Sa situation à la télévision était encore pire. Elle n’y avait tenu qu’un jour : le directeur lui avait fait une proposition équivoque, recevant en retour une gifle retentissante et la renvoyant chez elle avec un chèque de fin de contrat.

— Ah, ma chère Nina, — soupirait sa tante Margoulina Rita — on dit bien : « Pas belle, mais heureuse », et tu es la preuve vivante de ce proverbe. Une telle beauté et aucun bonheur…

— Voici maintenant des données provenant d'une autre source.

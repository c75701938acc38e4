//! One editing session over one store
//!
//! [`TableSession`] is the surface callers use. Reads go straight to the
//! store and may run concurrently. Staging, apply and cancel all take the
//! same lock, so at most one of them touches the staging area or writes to
//! the store at a time; apply holds it from start to finish.

use crate::apply::{ApplyCoordinator, ApplyOutcome};
use crate::catalog::TableCatalog;
use crate::error::Result;
use crate::schema::FieldSchema;
use crate::snapshot::{SnapshotReader, TableSnapshot};
use crate::staging::{EditStaging, StagedEdit};
use crate::store::TableStore;
use crate::table::{TableFields, TableInfo, TableKey};
use std::sync::{Mutex, MutexGuard, PoisonError};
use tracing::info;

pub struct TableSession<S: TableStore> {
    store: S,
    staging: Mutex<EditStaging>,
}

impl<S: TableStore> TableSession<S> {
    pub fn new(store: S) -> Self {
        Self {
            store,
            staging: Mutex::new(EditStaging::new()),
        }
    }

    pub fn store(&self) -> &S {
        &self.store
    }

    fn staging(&self) -> MutexGuard<'_, EditStaging> {
        self.staging.lock().unwrap_or_else(PoisonError::into_inner)
    }

    pub fn list_available_tables(&self) -> Result<Vec<TableInfo>> {
        TableCatalog::new(&self.store).list_available()
    }

    pub fn list_all_tables(&self) -> Result<Vec<TableInfo>> {
        TableCatalog::new(&self.store).list_all()
    }

    pub fn get_fields(&self, key: &TableKey) -> Result<TableFields> {
        FieldSchema::new(&self.store).fields(key)
    }

    pub fn get_for_display(
        &self,
        key: &TableKey,
        field_keys: Option<&[String]>,
        group: Option<&str>,
    ) -> Result<TableSnapshot> {
        SnapshotReader::new(&self.store).for_display(key, field_keys, group)
    }

    pub fn get_for_editing(&self, key: &TableKey, group: Option<&str>) -> Result<TableSnapshot> {
        SnapshotReader::new(&self.store).for_editing(key, group)
    }

    /// Stage rows for a table, replacing any edit already pending for it
    pub fn stage_edit(
        &self,
        key: &TableKey,
        base_version: u64,
        field_keys: Vec<String>,
        rows: Vec<String>,
    ) -> Result<()> {
        self.submit(StagedEdit::new(key.clone(), base_version, field_keys, rows))
    }

    /// Stage a prepared edit
    pub fn submit(&self, edit: StagedEdit) -> Result<()> {
        let mut staging = self.staging();
        let table = TableCatalog::new(&self.store).find(&edit.table_key)?;
        let schema = FieldSchema::new(&self.store).fields(&edit.table_key)?;

        let key = edit.table_key.clone();
        let (base_version, rows) = (edit.base_version, edit.row_count());
        staging.submit(edit, &table, &schema)?;
        info!(table = %key, base_version, rows, "staged edit");
        Ok(())
    }

    /// Tables with a pending edit
    pub fn pending(&self) -> Vec<TableKey> {
        self.staging().pending()
    }

    /// Commit or reject every pending edit, one outcome per table.
    ///
    /// The staging area is empty afterwards whatever the outcomes were,
    /// unless the store was unreachable and no table was tried.
    pub fn apply(&self, detailed_log: bool) -> Result<Vec<ApplyOutcome>> {
        let mut staging = self.staging();
        ApplyCoordinator::new(&self.store).apply(&mut staging, detailed_log)
    }

    /// Discard every pending edit without touching the store
    pub fn cancel(&self) -> Result<usize> {
        let mut staging = self.staging();
        ApplyCoordinator::new(&self.store).cancel(&mut staging)
    }
}
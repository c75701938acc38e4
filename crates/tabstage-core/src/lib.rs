//! tabstage-core: Staged, versioned edit transactions over tabular data
//!
//! This library provides functionality to:
//! - Discover the tables a host data store holds and their field metadata
//! - Read versioned snapshots of a table, for display or for editing
//! - Stage edited rows off to the side, one pending edit per table
//! - Apply every staged edit, committing each table only if its data
//!   version is unchanged since the editing read
//! - Back a session with an in-memory store or a directory of CSV files

pub mod apply;
pub mod catalog;
pub mod csv_store;
pub mod edit_file;
pub mod error;
pub mod memory;
pub mod report;
pub mod schema;
pub mod session;
pub mod snapshot;
pub mod staging;
pub mod store;
pub mod table;
pub mod validation;

pub use apply::{ApplyCoordinator, ApplyOutcome};
pub use catalog::TableCatalog;
pub use csv_store::CsvDirStore;
pub use edit_file::{BatchFile, EditFile};
pub use error::{Error, ErrorKind, Result};
pub use memory::MemoryStore;
pub use report::ApplyReport;
pub use schema::FieldSchema;
pub use session::TableSession;
pub use snapshot::{ReadPurpose, SnapshotReader, TableSnapshot};
pub use staging::{EditStaging, StagedEdit};
pub use store::{RawTable, RowDiagnostic, StoredTable, TableStore, WriteOutcome, WriteRequest};
pub use table::{Field, ImportClass, TableFields, TableInfo, TableKey, ALL_GROUP};
pub use validation::{Diagnostic, Severity, ValidationService};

La mère de Nina, Zinaïda Ivanovna, balayait toujours ces propos d’un revers de main :

— Ne t’en fais pas, Rita. Tout vient à point à qui sait attendre. Chacun a sa destinée. L’amour n’est peut-être pas encore arrivé, mais il viendra. Nina connaîtra l’amour, le bonheur familial et des enfants tout autour d’elle.

— Et quand donc ? — s’insurgeait tante Rita. — Bientôt trente ans, et pas un homme correct à l’horizon. Si tu m’avais écoutée, tu serais déjà mariée.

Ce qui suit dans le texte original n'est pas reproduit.